— Work task —
Lines in the listing below containing the string "pretty" are to be identified and copied.

— Input records —
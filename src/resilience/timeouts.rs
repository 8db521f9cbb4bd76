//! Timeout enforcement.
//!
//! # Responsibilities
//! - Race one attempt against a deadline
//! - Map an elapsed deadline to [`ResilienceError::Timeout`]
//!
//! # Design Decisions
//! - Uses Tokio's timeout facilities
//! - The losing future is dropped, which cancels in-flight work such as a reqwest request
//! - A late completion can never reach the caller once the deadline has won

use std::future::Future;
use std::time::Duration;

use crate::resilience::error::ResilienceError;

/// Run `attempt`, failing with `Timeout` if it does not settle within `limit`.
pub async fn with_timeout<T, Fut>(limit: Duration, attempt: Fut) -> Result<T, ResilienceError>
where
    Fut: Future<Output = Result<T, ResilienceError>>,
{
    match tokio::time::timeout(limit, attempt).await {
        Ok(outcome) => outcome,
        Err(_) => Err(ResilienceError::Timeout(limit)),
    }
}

---

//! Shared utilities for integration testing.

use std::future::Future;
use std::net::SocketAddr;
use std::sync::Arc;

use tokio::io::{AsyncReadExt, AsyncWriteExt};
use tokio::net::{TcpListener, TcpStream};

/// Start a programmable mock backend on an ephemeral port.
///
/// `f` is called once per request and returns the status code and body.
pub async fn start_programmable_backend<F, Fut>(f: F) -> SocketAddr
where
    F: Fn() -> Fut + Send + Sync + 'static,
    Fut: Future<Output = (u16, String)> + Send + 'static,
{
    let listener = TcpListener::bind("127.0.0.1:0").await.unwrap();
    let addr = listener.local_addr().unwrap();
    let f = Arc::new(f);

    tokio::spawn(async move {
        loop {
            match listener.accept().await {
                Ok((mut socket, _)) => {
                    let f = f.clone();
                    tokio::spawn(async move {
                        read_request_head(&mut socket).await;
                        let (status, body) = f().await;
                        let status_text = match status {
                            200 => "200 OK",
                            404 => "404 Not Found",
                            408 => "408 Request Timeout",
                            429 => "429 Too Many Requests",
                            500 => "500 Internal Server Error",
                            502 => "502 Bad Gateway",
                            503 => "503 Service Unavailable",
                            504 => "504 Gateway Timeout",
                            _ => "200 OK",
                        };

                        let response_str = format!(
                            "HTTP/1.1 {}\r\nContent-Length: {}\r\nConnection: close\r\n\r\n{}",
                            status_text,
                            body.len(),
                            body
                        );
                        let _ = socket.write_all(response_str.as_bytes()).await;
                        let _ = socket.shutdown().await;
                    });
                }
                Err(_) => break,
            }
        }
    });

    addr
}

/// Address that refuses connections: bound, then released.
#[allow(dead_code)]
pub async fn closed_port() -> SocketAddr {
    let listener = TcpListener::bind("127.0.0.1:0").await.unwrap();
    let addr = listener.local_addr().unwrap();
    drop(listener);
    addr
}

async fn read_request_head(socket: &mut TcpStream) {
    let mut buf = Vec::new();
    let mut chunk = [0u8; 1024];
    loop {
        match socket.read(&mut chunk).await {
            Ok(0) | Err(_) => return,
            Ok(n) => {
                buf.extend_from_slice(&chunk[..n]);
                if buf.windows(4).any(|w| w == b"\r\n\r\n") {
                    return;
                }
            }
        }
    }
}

* * *

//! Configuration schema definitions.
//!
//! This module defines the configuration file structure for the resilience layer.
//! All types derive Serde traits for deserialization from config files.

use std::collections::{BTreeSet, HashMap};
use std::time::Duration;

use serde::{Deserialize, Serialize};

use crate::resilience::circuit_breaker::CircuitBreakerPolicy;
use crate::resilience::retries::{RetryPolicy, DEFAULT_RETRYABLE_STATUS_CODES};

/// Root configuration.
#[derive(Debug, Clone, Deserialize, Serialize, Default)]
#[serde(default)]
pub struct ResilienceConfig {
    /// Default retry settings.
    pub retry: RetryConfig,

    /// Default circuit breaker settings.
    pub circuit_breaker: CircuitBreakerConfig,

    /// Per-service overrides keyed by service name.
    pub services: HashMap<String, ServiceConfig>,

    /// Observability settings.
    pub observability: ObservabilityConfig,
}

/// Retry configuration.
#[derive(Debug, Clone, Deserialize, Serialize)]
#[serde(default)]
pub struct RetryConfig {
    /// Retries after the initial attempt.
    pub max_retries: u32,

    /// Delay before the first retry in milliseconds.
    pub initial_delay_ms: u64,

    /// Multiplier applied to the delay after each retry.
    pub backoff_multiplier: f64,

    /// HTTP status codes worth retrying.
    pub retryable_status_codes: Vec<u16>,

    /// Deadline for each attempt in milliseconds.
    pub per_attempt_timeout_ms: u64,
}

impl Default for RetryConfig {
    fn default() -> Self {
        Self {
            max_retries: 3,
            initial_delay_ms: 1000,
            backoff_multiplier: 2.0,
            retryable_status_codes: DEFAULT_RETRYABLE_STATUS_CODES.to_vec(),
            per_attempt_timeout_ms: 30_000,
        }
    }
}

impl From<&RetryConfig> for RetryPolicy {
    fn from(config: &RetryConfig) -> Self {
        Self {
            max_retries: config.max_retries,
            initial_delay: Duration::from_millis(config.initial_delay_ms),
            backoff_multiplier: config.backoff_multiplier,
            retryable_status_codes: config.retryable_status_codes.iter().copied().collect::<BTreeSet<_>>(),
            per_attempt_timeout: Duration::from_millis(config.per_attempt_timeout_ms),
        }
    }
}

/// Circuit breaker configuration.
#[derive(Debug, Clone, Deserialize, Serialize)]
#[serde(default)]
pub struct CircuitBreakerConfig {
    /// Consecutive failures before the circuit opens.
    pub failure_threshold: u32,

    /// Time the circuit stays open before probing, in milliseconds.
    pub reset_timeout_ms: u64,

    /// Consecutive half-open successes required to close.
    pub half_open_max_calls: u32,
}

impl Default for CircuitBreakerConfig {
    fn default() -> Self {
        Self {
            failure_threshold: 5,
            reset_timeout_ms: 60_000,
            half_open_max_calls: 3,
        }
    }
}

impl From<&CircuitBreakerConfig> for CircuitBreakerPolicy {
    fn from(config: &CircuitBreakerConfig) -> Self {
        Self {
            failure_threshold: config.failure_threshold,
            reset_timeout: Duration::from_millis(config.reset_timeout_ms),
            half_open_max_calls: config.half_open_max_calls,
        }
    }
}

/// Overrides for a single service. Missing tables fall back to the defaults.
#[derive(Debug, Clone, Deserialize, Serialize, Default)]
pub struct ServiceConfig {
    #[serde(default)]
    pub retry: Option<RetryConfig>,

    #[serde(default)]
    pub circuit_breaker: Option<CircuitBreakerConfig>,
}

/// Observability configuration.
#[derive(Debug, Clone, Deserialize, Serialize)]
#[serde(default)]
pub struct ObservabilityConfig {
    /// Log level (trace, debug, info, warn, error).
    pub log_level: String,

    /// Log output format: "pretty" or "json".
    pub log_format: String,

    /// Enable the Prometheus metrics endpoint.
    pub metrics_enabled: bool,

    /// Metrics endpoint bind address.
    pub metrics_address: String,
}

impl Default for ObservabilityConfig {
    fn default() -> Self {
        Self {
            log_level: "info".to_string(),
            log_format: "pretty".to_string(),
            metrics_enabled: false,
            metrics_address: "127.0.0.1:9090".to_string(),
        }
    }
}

— Output for this task —
    /// Log output format: "pretty" or "json".
            log_format: "pretty".to_string(),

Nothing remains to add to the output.